Le Festival international de Baalbek, l'un des événements culturels les plus emblématiques du Liban, a annoncé le report de son édition 2026. Selon France 24, cette décision a été officialisée le 12 juin 2026, en raison de la dégradation de la situation sécuritaire et politique dans le pays. La présidente de la manifestation, Nayla de Freige, a été interviewée par la chaîne pour éclairer les raisons de ce report.

Ce qu'il faut retenir

  • Le Festival international de Baalbek 2026 est reporté en raison de l'instabilité sécuritaire et politique au Liban.
  • Cette annonce a été faite le 12 juin 2026 par la présidente de l'événement, Nayla de Freige.
  • Les négociations entre Beyrouth et Tel Aviv, sous médiation américaine, se poursuivent sans amélioration tangible de la situation sur le terrain.
  • Le festival, qui se déroule habituellement dans les ruines romaines de Baalbek, est un symbole culturel majeur pour le Liban.

Un report justifié par l'instabilité régionale

Le report de l'édition 2026 du Festival de Baalbek intervient alors que le Liban traverse une période de tensions accrues. Selon France 24, cette situation complexe pousse les organisateurs à privilégier la sécurité des participants et des artistes. « La décision a été prise en raison des risques sécuritaires persistants », a expliqué Nayla de Freige lors de son entretien. Le festival, qui attire habituellement des milliers de visiteurs chaque année, est un pilier de la scène culturelle libanaise.

Les négociations en cours entre le Liban et Israël, sous l'égide des États-Unis, n'ont pas permis, à ce jour, de rétablir une stabilité suffisante pour garantir la tenue de l'événement. Les discussions, bien que toujours en cours, peinent à aboutir à des avancées concrètes. « Nous suivons de près l'évolution de la situation », a précisé la présidente du festival, soulignant que la sécurité des participants reste la priorité absolue.

Baalbek, un symbole culturel en sursis

Fondé en 1955, le Festival international de Baalbek est l'un des plus anciens festivals culturels du monde arabe. Il se déroule chaque année dans le site archéologique de Baalbek, classé au patrimoine mondial de l'UNESCO. L'événement met en avant des spectacles de musique, de danse et de théâtre, attirant des artistes internationaux et un public varié. En 2025, malgré les tensions régionales, le festival avait pu être maintenu, mais la situation s'est considérablement dégradée depuis le début de l'année 2026.

« Le report n'est pas une décision facile, mais elle est nécessaire », a indiqué Nayla de Freige. « Baalbek représente bien plus qu'un simple festival : c'est un héritage culturel que nous devons préserver ». La présidente a également rappelé que l'édition 2025 avait été maintenue malgré les risques, mais que la donne avait changé depuis.

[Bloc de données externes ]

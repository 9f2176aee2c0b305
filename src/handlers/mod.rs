// handlers/mod.rs - HTTP surface
//
// Public (no identity needed) → Protected (identity resolved by the JWT middleware;
// the service layer rejects anonymous callers with 401)

pub mod protected;
pub mod public;

use std::sync::Arc;

use axum::{
    extract::DefaultBodyLimit,
    http::HeaderValue,
    middleware,
    routing::{get, post},
    Router,
};
use sqlx::PgPool;
use tower::ServiceBuilder;
use tower_http::{cors::CorsLayer, trace::TraceLayer};

use crate::config::config;
use crate::database::TodoStore;
use crate::media::MediaStore;
use crate::middleware::jwt_auth_middleware;
use crate::observer::EventDispatcher;
use crate::services::{TodoService, UserService};

/// Shared handler state
#[derive(Clone)]
pub struct AppState {
    pub todos: TodoService,
    pub users: UserService,
    pub jwt_secret: Arc<str>,
    /// Present when running on Postgres; checked by `/health`
    pub pool: Option<PgPool>,
}

impl AppState {
    pub fn new(
        store: Arc<dyn TodoStore>,
        media: Arc<dyn MediaStore>,
        events: EventDispatcher,
        jwt_secret: &str,
        pool: Option<PgPool>,
    ) -> Self {
        Self {
            todos: TodoService::new(store.clone(), media, events),
            users: UserService::new(store),
            jwt_secret: Arc::from(jwt_secret),
            pool,
        }
    }
}

/// Full application router
pub fn app(state: AppState) -> Router {
    let api_config = &config().api;

    let router = Router::new()
        // Public
        .route("/health", get(public::health))
        .route("/api/users/register", post(public::user_register))
        // Protected
        .route("/api/users/:user_id", get(protected::user_get))
        .route("/api/todo/lists", get(protected::lists_get))
        .route("/api/todo/list", post(protected::list_post))
        .route(
            "/api/todo/list/:list_id",
            get(protected::list_get)
                .put(protected::list_put)
                .delete(protected::list_delete),
        )
        .route("/api/todo/list/:list_id/items", get(protected::items_get))
        .route("/api/todo/item/:list_id", post(protected::item_post))
        .route("/api/todo/item/:list_id/:item_id", axum::routing::delete(protected::item_delete))
        .route("/api/todo/share/:list_id", post(protected::share_post))
        .route("/api/todo/unshare/:list_id", post(protected::unshare_post))
        .layer(
            ServiceBuilder::new()
                .layer(cors_layer())
                .layer(DefaultBodyLimit::max(api_config.max_request_size_bytes))
                .layer(middleware::from_fn_with_state(state.clone(), jwt_auth_middleware)),
        )
        .with_state(state);

    if api_config.enable_request_logging {
        router.layer(TraceLayer::new_for_http())
    } else {
        router
    }
}

fn cors_layer() -> CorsLayer {
    let security = &config().security;
    if !security.enable_cors {
        return CorsLayer::new();
    }
    let origins: Vec<HeaderValue> = security
        .cors_origins
        .iter()
        .filter_map(|origin| HeaderValue::from_str(origin).ok())
        .collect();
    CorsLayer::new()
        .allow_origin(origins)
        .allow_methods(tower_http::cors::Any)
        .allow_headers(tower_http::cors::Any)
}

Les organisateurs espèrent pouvoir organiser une édition exceptionnelle dès que les conditions le permettront.

Un contexte politique toujours tendu

Les tensions entre le Liban et Israël persistent depuis des décennies, avec des escalades régulières. Les discussions sous médiation américaine, qui visent à apaiser les relations entre les deux pays, n'ont pour l'instant pas abouti à des résultats tangibles. Selon France 24, les observateurs restent prudents quant à une amélioration rapide de la situation. « Nous ne pouvons pas prendre de risques inutiles », a souligné Nayla de Freige, ajoutant que la sécurité des artistes et des spectateurs était « non négociable ».

Le Liban, déjà fragilisé par une crise économique et sociale profonde, ne peut se permettre un nouveau contretemps majeur. Le Festival de Baalbek est non seulement un événement culturel, mais aussi un moteur économique pour la région. Son report risque d'avoir des répercussions sur le tourisme et l'emploi local. Les organisateurs ont indiqué qu'ils communiqueraient une nouvelle date dès que la situation le permettra.

Et maintenant ?

Les organisateurs du Festival de Baalbek devraient prochainement annoncer une nouvelle date pour l'édition 2026, une fois la situation sécuritaire et politique clarifiée. En attendant, les négociations entre Beyrouth et Tel Aviv pourraient connaître des avancées ou, au contraire, s'enliser davantage. La communauté internationale, notamment les États-Unis, reste mobilisée pour tenter de désamorcer les tensions. Quant aux artistes et au public, ils devront patienter avant de retrouver les ruines antiques de Baalbek pour célébrer la culture.

Pour l'heure, aucune nouvelle échéance n'a été précisée par les organisateurs. La priorité reste la stabilité du pays, sans laquelle aucun festival, aussi prestigieux soit-il, ne pourra se tenir en toute sérénité.